Classe 94, colombiana di origini ma cresciuta anche in America, Karly-Marina Loazia - in arte Kali Uchis - è la chulita midstream latina che negli ultimi anni è riuscita a crearsi un discreto seguito sgomitando senza pudore tra foto di culi XL, tettone al burro e un profilo Instagram porno-bait che lascia sempre troppo poco all'immaginazione. Un tempo erano gli uomini gay che si trasformavano in esagerate finzioni femminili chiamate drag queen, oggi sono le donne stesse che si ispirano alle drag queen e si conciano come gommoni rimasti a galleggio sull'Adriatico.

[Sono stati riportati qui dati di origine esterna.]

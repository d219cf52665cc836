//! Escrow ledger — locks staked credits and moves them at settlement.
//!
//! The ledger atomically debits a balance and creates the escrow lock.
//! Every funds-moving call appends an entry to the bounded transaction
//! log; no path skips logging.
//!
//! ## Money-safety invariants
//!
//! - At most one escrow per identity at any time
//! - The debit happens only after every fallible check has passed, so a
//!   failed lock leaves the balance untouched
//! - The house fee is extracted only on a decisive (non-tie) result
//! - Settling a room twice yields an empty settlement, never a second
//!   round of payouts

use std::collections::{HashMap, VecDeque};

use chrono::{DateTime, Utc};
use clickpot_types::{
    BetRecord, ClickpotError, EntryId, Escrow, EscrowStatus, IdentityId, Payout, Result, RoomId,
    TransactionKind, TransactionLogEntry,
};
use rust_decimal::Decimal;

use crate::balance_book::BalanceBook;

/// The outcome of settling one room.
#[derive(Debug, Clone)]
pub struct Settlement {
    /// Credits owed, one line for the winner or one refund per participant.
    pub payouts: Vec<Payout>,
    /// Fee the house collected; zero on ties and already-settled rooms.
    pub house_fee: Decimal,
    /// The consumed bet, absent when the room was already settled.
    pub bet: Option<BetRecord>,
}

impl Settlement {
    /// The empty settlement returned for an already-settled room.
    #[must_use]
    pub fn empty() -> Self {
        Self {
            payouts: Vec::new(),
            house_fee: Decimal::ZERO,
            bet: None,
        }
    }

    /// Whether this settlement moved any credits.
    #[must_use]
    pub fn is_empty(&self) -> bool {
        self.payouts.is_empty() && self.bet.is_none()
    }
}

/// Locks, tracks, and releases staked credits, with an auditable log.
pub struct EscrowLedger {
    /// Fraction of the pot the house keeps on a decisive result.
    house_cut_rate: Decimal,
    /// Live escrows, at most one per identity.
    escrows: HashMap<IdentityId, Escrow>,
    /// Bets attached to live rooms.
    bets: HashMap<RoomId, BetRecord>,
    /// Bounded transaction ring (front = oldest).
    transactions: VecDeque<TransactionLogEntry>,
    /// Maximum retained log entries.
    log_cap: usize,
}

impl EscrowLedger {
    /// Create a ledger with the given house cut and log capacity.
    ///
    /// # Panics
    /// Panics if `log_cap` is zero.
    #[must_use]
    pub fn new(house_cut_rate: Decimal, log_cap: usize) -> Self {
        assert!(log_cap > 0, "EscrowLedger log_cap must be > 0");
        Self {
            house_cut_rate,
            escrows: HashMap::new(),
            bets: HashMap::new(),
            transactions: VecDeque::with_capacity(log_cap),
            log_cap,
        }
    }

    /// The configured house cut rate.
    #[must_use]
    pub fn house_cut_rate(&self) -> Decimal {
        self.house_cut_rate
    }

    /// Whether the identity currently has credits locked.
    #[must_use]
    pub fn has_escrow(&self, identity_id: IdentityId) -> bool {
        self.escrows.contains_key(&identity_id)
    }

    /// Look up the identity's escrow.
    #[must_use]
    pub fn escrow(&self, identity_id: IdentityId) -> Option<&Escrow> {
        self.escrows.get(&identity_id)
    }

    /// Sum of all locked credits (conservation checks).
    #[must_use]
    pub fn escrowed_total(&self) -> Decimal {
        self.escrows.values().map(|e| e.amount).sum()
    }

    /// Atomically debit the balance and lock the credits in escrow.
    ///
    /// 1. Reject if the identity already holds an escrow
    /// 2. Debit `amount` from the identity's balance
    /// 3. Create the escrow in WAITING state and log the lock
    ///
    /// If the debit fails (insufficient balance), no escrow is created and
    /// the balance is unchanged.
    ///
    /// # Errors
    /// - `AlreadyLocked` if an escrow exists for the identity
    /// - `InsufficientBalance` if the balance doesn't cover the stake
    pub fn lock(
        &mut self,
        book: &mut BalanceBook,
        identity_id: IdentityId,
        amount: Decimal,
        now: DateTime<Utc>,
    ) -> Result<()> {
        if self.escrows.contains_key(&identity_id) {
            return Err(ClickpotError::AlreadyLocked(identity_id));
        }

        book.debit(identity_id, amount)?;

        let escrow = Escrow {
            identity_id,
            amount,
            status: EscrowStatus::Waiting,
            room_id: None,
            locked_at: now,
        };
        self.escrows.insert(identity_id, escrow);
        self.log(now, TransactionKind::Lock, Some(identity_id), amount, None, Some("offer"));

        tracing::debug!(identity = %identity_id.short(), %amount, "credits locked");
        Ok(())
    }

    /// Flip a waiting escrow to MATCHED once the queue pairs it.
    ///
    /// # Errors
    /// - `EscrowNotFound` if the identity holds no escrow
    /// - `Internal` if the escrow is not in WAITING state
    pub fn mark_matched(&mut self, identity_id: IdentityId) -> Result<()> {
        let escrow = self
            .escrows
            .get_mut(&identity_id)
            .ok_or(ClickpotError::EscrowNotFound(identity_id))?;

        if !escrow.status.can_transition_to(EscrowStatus::Matched) {
            return Err(ClickpotError::Internal(format!(
                "cannot mark escrow for {identity_id} matched from {}",
                escrow.status
            )));
        }
        escrow.status = EscrowStatus::Matched;
        Ok(())
    }

    /// Attach a bet to a freshly formed room and bind the participants'
    /// escrows to it for the room's lifetime.
    pub fn attach_room(
        &mut self,
        room_id: RoomId,
        amount: Decimal,
        participants: &[IdentityId],
        now: DateTime<Utc>,
    ) -> BetRecord {
        let bet = BetRecord::new(room_id, amount, participants.to_vec(), self.house_cut_rate, now);
        self.bets.insert(room_id, bet.clone());

        for &identity_id in participants {
            if let Some(escrow) = self.escrows.get_mut(&identity_id) {
                escrow.status = EscrowStatus::InSession;
                escrow.room_id = Some(room_id);
            }
        }
        bet
    }

    /// Settle a room: compute payouts, log every movement, and destroy the
    /// bet and the participants' escrows.
    ///
    /// A decisive result pays the winner `pot − house_fee` and logs the fee
    /// separately; a tie refunds each participant's stake with no fee. An
    /// already-settled (or unknown) room yields [`Settlement::empty`].
    pub fn settle(
        &mut self,
        room_id: RoomId,
        winner: Option<IdentityId>,
        now: DateTime<Utc>,
    ) -> Settlement {
        let Some(bet) = self.bets.remove(&room_id) else {
            return Settlement::empty();
        };

        let mut payouts = Vec::new();
        let house_fee;

        if let Some(winner_id) = winner {
            let net_prize = bet.net_prize();
            payouts.push(Payout {
                identity_id: winner_id,
                amount: net_prize,
            });
            self.log(now, TransactionKind::Payout, Some(winner_id), net_prize, Some(room_id), None);
            if bet.house_fee > Decimal::ZERO {
                self.log(now, TransactionKind::House, None, bet.house_fee, Some(room_id), None);
            }
            house_fee = bet.house_fee;
        } else {
            for &identity_id in &bet.participants {
                payouts.push(Payout {
                    identity_id,
                    amount: bet.amount_per_participant,
                });
                self.log(
                    now,
                    TransactionKind::Refund,
                    Some(identity_id),
                    bet.amount_per_participant,
                    Some(room_id),
                    Some("tie"),
                );
            }
            house_fee = Decimal::ZERO;
        }

        for identity_id in &bet.participants {
            self.escrows.remove(identity_id);
        }

        tracing::info!(
            room = %room_id,
            winner = winner.map(|w| w.short()).unwrap_or_else(|| "tie".into()),
            %house_fee,
            "room settled"
        );

        Settlement {
            payouts,
            house_fee,
            bet: Some(bet),
        }
    }

    /// Release a pending (not in-session) escrow, refunding its amount.
    /// Returns zero if the identity holds no releasable escrow.
    ///
    /// An in-session escrow is deliberately untouchable here: those credits
    /// are part of a live pot and only [`EscrowLedger::settle`] may move them.
    pub fn cancel_waiting(
        &mut self,
        identity_id: IdentityId,
        note: &str,
        now: DateTime<Utc>,
    ) -> Decimal {
        let releasable = self
            .escrows
            .get(&identity_id)
            .is_some_and(|escrow| escrow.status != EscrowStatus::InSession);
        if !releasable {
            return Decimal::ZERO;
        }
        let Some(escrow) = self.escrows.remove(&identity_id) else {
            return Decimal::ZERO;
        };
        self.log(
            now,
            TransactionKind::Refund,
            Some(identity_id),
            escrow.amount,
            None,
            Some(note),
        );
        escrow.amount
    }

    /// Bulk release for the "matched but counterpart vanished" race.
    /// Returns the refund line for each identity that held an escrow.
    pub fn release_many(
        &mut self,
        identity_ids: &[IdentityId],
        note: &str,
        now: DateTime<Utc>,
    ) -> Vec<Payout> {
        identity_ids
            .iter()
            .filter_map(|&identity_id| {
                let amount = self.cancel_waiting(identity_id, note, now);
                (amount > Decimal::ZERO).then_some(Payout {
                    identity_id,
                    amount,
                })
            })
            .collect()
    }

    /// The most recent transactions, newest first.
    #[must_use]
    pub fn recent_transactions(&self, limit: usize) -> Vec<TransactionLogEntry> {
        self.transactions.iter().rev().take(limit).cloned().collect()
    }

    fn log(
        &mut self,
        now: DateTime<Utc>,
        kind: TransactionKind,
        identity_id: Option<IdentityId>,
        amount: Decimal,
        room_id: Option<RoomId>,
        note: Option<&str>,
    ) {
        if self.transactions.len() >= self.log_cap {
            self.transactions.pop_front();
        }
        self.transactions.push_back(TransactionLogEntry {
            id: EntryId::new(),
            timestamp: now,
            kind,
            identity_id,
            amount,
            room_id,
            note: note.map(str::to_string),
        });
    }
}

Ma col disco di debutto Isolation (2018), Kali ha in verità dimostrato di essere un'ottima popstar e di avere un gusto musicale ben più raffinato delle sue foto profilo. Ha una voce delicata molto maliconica e sa mescolare anche il reggaeton più ubiquitario con una scrittura efficace e una serie di trovate produttive che si spingono oltre la media del genere. Kali è giovane ma ha tutta l'aria di una che sa benissimo cosa vuole ed è pienamente conscia delle sue scelte e dei possibili limiti del suo registro interpretativo - qui per dire una sua versione casalinga di Toxic della Spears, dove dimostra che anche mentre cazzeggia al computer seduta per terra in salotto la ragazza sa affondare il coltello nel cuore di una canzone e farla sempre e comunque sua.
Il nuovo disco è previsto per il 18 novembre 2020, da quel che mi par di capire dovrebbe essere tutto in lingua spagnola. La foto di copertina è di una bruttezza rara, ma lei ha sempre avuto parecchio pelo sullo stomaco in quanto a immagini:
Vi faranno parte sia Aqui Yo Mando, in coppia con Rico Nasty:
che La Luz, con Jhay Cortez:
Due pezzi piacevoli e molto ben fatti, anche se nessuno dei due per il momento doppia i momenti migliori di Isolation. Mi addolora molto anche l'assenza di Solita, una delle sue canzoni più belle in assoluto e sulla quale io speravo impernasse tutto un disco intero. Aspettiamo titubanti.